→ **Activity**
Only a number is expected: how many lines in these records mention the word "StdRng"?

→ **Records for the task**
<<<<
//! Shared types for the Talos gateway.
//!
//! This crate holds the record and wire types that every other crate in the
//! workspace speaks: the sealed audit [`Envelope`], the producer-facing
//! [`EnvelopeFields`], and the tagged JSON frames exchanged with live
//! subscribers over the push and streaming transports.
//!
//! Nothing here performs I/O or hashing. Sealing lives in
//! `talos-integrity`; delivery lives in `talos-stream`.

mod envelope;
mod wire;

pub use envelope::{Envelope, EnvelopeFields, Outcome, ParseOutcomeError, SCHEMA_VERSION};
pub use wire::{
    ClientMessage, CloseCode, ErrorCode, Filters, InitMessage, ServerMessage, PROTOCOL_VERSION,
};
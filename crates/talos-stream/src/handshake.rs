//! The `init` handshake that turns a raw connection into a session.
//!
//! A [`HandshakeController`] lives for one connection. It waits for exactly
//! one frame, validates it, and either acknowledges with `init_ack` or sends
//! an `error` frame and closes. Once it reaches
//! [`HandshakeState::Established`] or [`HandshakeState::Rejected`] it does
//! not move again.

use std::future::Future;
use std::sync::Arc;
use std::time::Duration;

use chrono::{DateTime, Utc};
use rand::distributions::Alphanumeric;
use rand::Rng;
use talos_types::{ClientMessage, Filters, ServerMessage, PROTOCOL_VERSION};

use crate::error::{HandshakeError, HandshakeRejection};
use crate::replay::ReplayGuard;
use crate::settings::StreamSettings;
use crate::sink::SessionSink;

/// Capability substrings that grant read access to the stream.
pub const CAPABILITY_MARKERS: [&str; 2] = ["talos_read", "allow"];

/// Characters of the nonce carried into the session id.
const SESSION_NONCE_CHARS: usize = 6;

#[derive(Debug, Clone, Copy, PartialEq, Eq)]
pub enum HandshakeState {
    AwaitInit,
    Validating,
    Established,
    Rejected,
}

/// A successfully negotiated session, ready to register.
#[derive(Debug, Clone, PartialEq)]
pub struct Accepted {
    pub session_id: String,
    pub filters: Filters,
}

pub struct HandshakeController {
    guard: Arc<ReplayGuard>,
    timeout: Duration,
    heartbeat_interval_ms: u64,
    state: HandshakeState,
}

impl HandshakeController {
    pub fn new(guard: Arc<ReplayGuard>, settings: &StreamSettings) -> Self {
        Self {
            guard,
            timeout: settings.handshake_timeout(),
            heartbeat_interval_ms: settings.heartbeat_interval().as_millis() as u64,
            state: HandshakeState::AwaitInit,
        }
    }

    pub fn state(&self) -> HandshakeState {
        self.state
    }

    /// Runs the handshake over `sink`, reading the client's first frame from
    /// `first_frame` (which resolves to `None` if the transport closes).
    ///
    /// On success the `init_ack` has already been written. On rejection the
    /// `error` frame and close have already been written.
    ///
    /// # Errors
    ///
    /// [`HandshakeError::Rejected`] if the client failed validation or timed
    /// out, [`HandshakeError::Disconnected`] if it left first, and
    /// [`HandshakeError::Transport`] if a write failed.
    pub async fn run<S, F>(&mut self, sink: &mut S, first_frame: F) -> Result<Accepted, HandshakeError>
    where
        S: SessionSink + ?Sized,
        F: Future<Output = Option<String>>,
    {
        let raw = match tokio::time::timeout(self.timeout, first_frame).await {
            Ok(Some(raw)) => raw,
            Ok(None) => {
                self.state = HandshakeState::Rejected;
                tracing::debug!("connection closed before init");
                return Err(HandshakeError::Disconnected);
            }
            Err(_) => {
                self.state = HandshakeState::Rejected;
                let rejection = HandshakeRejection::invalid_message(format!(
                    "no init received within {}ms",
                    self.timeout.as_millis()
                ));
                return Err(reject(sink, rejection).await);
            }
        };

        match self.evaluate(&raw, Utc::now()) {
            Ok(accepted) => {
                let ack = ServerMessage::InitAck {
                    session_id: accepted.session_id.clone(),
                    heartbeat_interval_ms: self.heartbeat_interval_ms,
                };
                if let Err(e) = sink.send(&ack).await {
                    self.state = HandshakeState::Rejected;
                    return Err(e.into());
                }
                tracing::info!(session_id = %accepted.session_id, "stream session established");
                Ok(accepted)
            }
            Err(rejection) => Err(reject(sink, rejection).await),
        }
    }

    /// Validates one raw `init` frame against the clock `now`.
    ///
    /// Pure apart from consuming the nonce in the replay guard.
    ///
    /// # Errors
    ///
    /// Returns the [`HandshakeRejection`] to send to the client.
    pub fn evaluate(&mut self, raw: &str, now: DateTime<Utc>) -> Result<Accepted, HandshakeRejection> {
        if self.state != HandshakeState::AwaitInit {
            return Err(HandshakeRejection::invalid_message("handshake already completed"));
        }
        self.state = HandshakeState::Validating;

        let result = self.validate(raw, now);
        self.state = match &result {
            Ok(_) => HandshakeState::Established,
            Err(_) => HandshakeState::Rejected,
        };
        result
    }

    fn validate(&self, raw: &str, now: DateTime<Utc>) -> Result<Accepted, HandshakeRejection> {
        let ClientMessage::Init(init) = serde_json::from_str::<ClientMessage>(raw).map_err(|e| {
            HandshakeRejection::invalid_message("First message must be valid 'init'")
                .with_details(serde_json::json!({ "error": e.to_string() }))
        })?;

        if init.version != PROTOCOL_VERSION {
            return Err(HandshakeRejection::invalid_message(format!(
                "unsupported protocol version {}",
                init.version
            )));
        }
        if init.nonce.trim().is_empty() {
            return Err(HandshakeRejection::invalid_message("nonce must not be empty"));
        }

        if !self.guard.validate_and_consume_at(&init.nonce, &init.ts, now) {
            return Err(HandshakeRejection::auth_failed(
                "Invalid nonce or timestamp skew",
            ));
        }

        if !has_read_capability(&init.capability) {
            return Err(HandshakeRejection::auth_failed(
                "Missing required capability scope",
            ));
        }

        Ok(Accepted {
            session_id: session_id_for(&init.nonce, now, &mut rand::thread_rng()),
            filters: init.filters.unwrap_or_default(),
        })
    }
}

/// Writes the rejection frame and close, logging the outcome.
async fn reject<S>(sink: &mut S, rejection: HandshakeRejection) -> HandshakeError
where
    S: SessionSink + ?Sized,
{
    tracing::warn!(
        kind = %rejection.kind(),
        code = %rejection.code,
        message = %rejection.message,
        "handshake rejected"
    );

    let frame = rejection.to_message();
    let close = rejection.close_code();
    if let Err(e) = sink.send(&frame).await {
        tracing::debug!(error = %e, "could not deliver handshake rejection");
    }
    if let Err(e) = sink.close(close, close.reason()).await {
        tracing::debug!(error = %e, "could not close rejected connection");
    }
    HandshakeError::Rejected(rejection)
}

/// Placeholder scope check until capabilities are verified cryptographically.
pub fn has_read_capability(capability: &str) -> bool {
    CAPABILITY_MARKERS.iter().any(|m| capability.contains(m))
}

/// `ws-<unix seconds>-<6 chars>`, taking the first alphanumeric characters
/// of the nonce and topping up with random ones when there are too few.
pub fn session_id_for<R: Rng + ?Sized>(nonce: &str, now: DateTime<Utc>, rng: &mut R) -> String {
    let mut tail: String = nonce
        .chars()
        .filter(char::is_ascii_alphanumeric)
        .take(SESSION_NONCE_CHARS)
        .collect();
    while tail.len() < SESSION_NONCE_CHARS {
        tail.push(char::from(rng.sample(Alphanumeric)));
    }
    format!("ws-{}-{tail}", now.timestamp())
}

#[cfg(test)]
mod tests {
    use super::*;
    use crate::error::SinkError;
    use crate::test_support::{Frame, RecordingSink};
    use chrono::TimeZone;
    use rand::rngs::StdRng;
    use rand::SeedableRng;
    use talos_types::{CloseCode, ErrorCode};

    fn now() -> DateTime<Utc> {
        Utc.with_ymd_and_hms(2026, 1, 1, 12, 0, 0).single().expect("valid date")
    }

    fn controller() -> HandshakeController {
        let settings = StreamSettings::default();
        let guard = Arc::new(ReplayGuard::new(settings.max_clock_skew(), settings.nonce_ceiling));
        HandshakeController::new(guard, &settings)
    }

    fn init(nonce: &str, ts: &str, capability: &str) -> String {
        serde_json::json!({
            "type": "init",
            "version": 1,
            "capability": capability,
            "nonce": nonce,
            "ts": ts,
        })
        .to_string()
    }

    fn is_session_id(id: &str) -> bool {
        let mut parts = id.splitn(3, '-');
        parts.next() == Some("ws")
            && parts
                .next()
                .is_some_and(|secs| !secs.is_empty() && secs.chars().all(|c| c.is_ascii_digit()))
            && parts
                .next()
                .is_some_and(|tail| tail.len() == 6 && tail.chars().all(|c| c.is_ascii_alphanumeric()))
    }

    #[test]
    fn valid_init_is_established() {
        let mut c = controller();
        let accepted = c
            .evaluate(&init("n1", "2026-01-01T12:00:00Z", "talos_read_allow"), now())
            .expect("should accept");
        assert_eq!(c.state(), HandshakeState::Established);
        assert!(is_session_id(&accepted.session_id), "{}", accepted.session_id);
        assert!(accepted.session_id.starts_with("ws-1767268800-n1"));
        assert!(accepted.filters.is_empty());
    }

    #[test]
    fn filters_are_carried_through() {
        let mut c = controller();
        let raw = serde_json::json!({
            "type": "init",
            "capability": "allow",
            "nonce": "abc",
            "ts": "2026-01-01T12:00:00Z",
            "filters": {"event_type": "X"},
        })
        .to_string();
        let accepted = c.evaluate(&raw, now()).expect("should accept");
        assert_eq!(accepted.filters["event_type"], "X");
    }

    #[test]
    fn replayed_nonce_fails_auth() {
        let settings = StreamSettings::default();
        let guard = Arc::new(ReplayGuard::new(settings.max_clock_skew(), settings.nonce_ceiling));

        let mut first = HandshakeController::new(guard.clone(), &settings);
        first
            .evaluate(&init("n1", "2026-01-01T12:00:00Z", "allow"), now())
            .expect("first use");

        let mut second = HandshakeController::new(guard, &settings);
        let rejection = second
            .evaluate(&init("n1", "2026-01-01T12:00:00Z", "allow"), now())
            .expect_err("replay");
        assert_eq!(rejection.code, ErrorCode::AuthFailed);
        assert_eq!(rejection.close_code(), CloseCode::AuthFailed);
        assert_eq!(second.state(), HandshakeState::Rejected);
    }

    #[test]
    fn schema_violations_are_invalid_messages() {
        let cases = [
            "not json".to_string(),
            r#"{"type":"heartbeat"}"#.to_string(),
            r#"{"type":"init","capability":"allow","ts":"2026-01-01T12:00:00Z"}"#.to_string(),
            serde_json::json!({
                "type": "init", "version": 2, "capability": "allow",
                "nonce": "n", "ts": "2026-01-01T12:00:00Z",
            })
            .to_string(),
            init("   ", "2026-01-01T12:00:00Z", "allow"),
        ];

        for raw in cases {
            let mut c = controller();
            let rejection = c.evaluate(&raw, now()).expect_err("should reject");
            assert_eq!(rejection.code, ErrorCode::InvalidMessage, "{raw}");
            assert_eq!(rejection.close_code(), CloseCode::InvalidFormat);
        }
    }

    #[test]
    fn skewed_or_garbled_timestamp_fails_auth() {
        for ts in ["2026-01-01T11:54:00Z", "noon"] {
            let mut c = controller();
            let rejection = c.evaluate(&init("n", ts, "allow"), now()).expect_err("reject");
            assert_eq!(rejection.code, ErrorCode::AuthFailed, "{ts}");
        }
    }

    #[test]
    fn missing_capability_marker_fails_auth() {
        let mut c = controller();
        let rejection = c
            .evaluate(&init("n", "2026-01-01T12:00:00Z", "talos_write"), now())
            .expect_err("reject");
        assert_eq!(rejection.code, ErrorCode::AuthFailed);
        assert_eq!(rejection.message, "Missing required capability scope");
    }

    #[test]
    fn terminal_states_are_final() {
        let mut c = controller();
        c.evaluate(&init("n1", "2026-01-01T12:00:00Z", "allow"), now())
            .expect("accept");
        let again = c.evaluate(&init("n2", "2026-01-01T12:00:00Z", "allow"), now());
        assert!(again.is_err());
        assert_eq!(c.state(), HandshakeState::Established);
    }

    #[test]
    fn session_id_pads_short_nonces_and_skips_symbols() {
        let mut rng = StdRng::seed_from_u64(7);
        let id = session_id_for("a-b_c", now(), &mut rng);
        assert!(is_session_id(&id), "{id}");
        assert!(id.starts_with("ws-1767268800-abc"));

        let id = session_id_for("abcdefghij", now(), &mut rng);
        assert_eq!(id, "ws-1767268800-abcdef");
    }

    #[tokio::test]
    async fn run_sends_ack_on_success() {
        let mut c = controller();
        let mut sink = RecordingSink::default();
        let ts = Utc::now().to_rfc3339();

        let accepted = c
            .run(&mut sink, async { Some(init("n1", &ts, "talos_read")) })
            .await
            .expect("should accept");

        let frames = sink.frames();
        assert_eq!(frames.len(), 1);
        match &frames[0] {
            Frame::Message(ServerMessage::InitAck {
                session_id,
                heartbeat_interval_ms,
            }) => {
                assert_eq!(session_id, &accepted.session_id);
                assert_eq!(*heartbeat_interval_ms, 30_000);
            }
            other => panic!("unexpected frame: {other:?}"),
        }
    }

    #[tokio::test]
    async fn run_sends_error_then_close_on_rejection() {
        let mut c = controller();
        let mut sink = RecordingSink::default();

        let err = c
            .run(&mut sink, async { Some("{}".to_string()) })
            .await
            .expect_err("should reject");
        assert!(matches!(err, HandshakeError::Rejected(_)));

        let frames = sink.frames();
        assert!(matches!(
            &frames[0],
            Frame::Message(ServerMessage::Error { code: ErrorCode::InvalidMessage, .. })
        ));
        assert_eq!(frames[1], Frame::Close(CloseCode::InvalidFormat));
    }

    #[tokio::test(start_paused = true)]
    async fn run_times_out_waiting_for_init() {
        let mut c = controller();
        let mut sink = RecordingSink::default();

        let err = c
            .run(&mut sink, std::future::pending::<Option<String>>())
            .await
            .expect_err("should time out");
        assert!(matches!(err, HandshakeError::Rejected(ref r) if r.close_code() == CloseCode::InvalidFormat));
        assert_eq!(c.state(), HandshakeState::Rejected);
        assert_eq!(sink.frames().last(), Some(&Frame::Close(CloseCode::InvalidFormat)));
    }

    #[tokio::test]
    async fn run_reports_early_disconnect() {
        let mut c = controller();
        let mut sink = RecordingSink::default();

        let err = c
            .run(&mut sink, async { None })
            .await
            .expect_err("should fail");
        assert!(matches!(err, HandshakeError::Disconnected));
        assert!(sink.frames().is_empty());
    }

    #[tokio::test]
    async fn run_reports_ack_write_failure() {
        let mut c = controller();
        let mut sink = RecordingSink::failing();
        let ts = Utc::now().to_rfc3339();

        let err = c
            .run(&mut sink, async { Some(init("n1", &ts, "allow")) })
            .await
            .expect_err("should fail");
        assert!(matches!(err, HandshakeError::Transport(SinkError::Closed)));
        assert_eq!(c.state(), HandshakeState::Rejected);
    }
}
>>>>
→ **Solution for this task**
2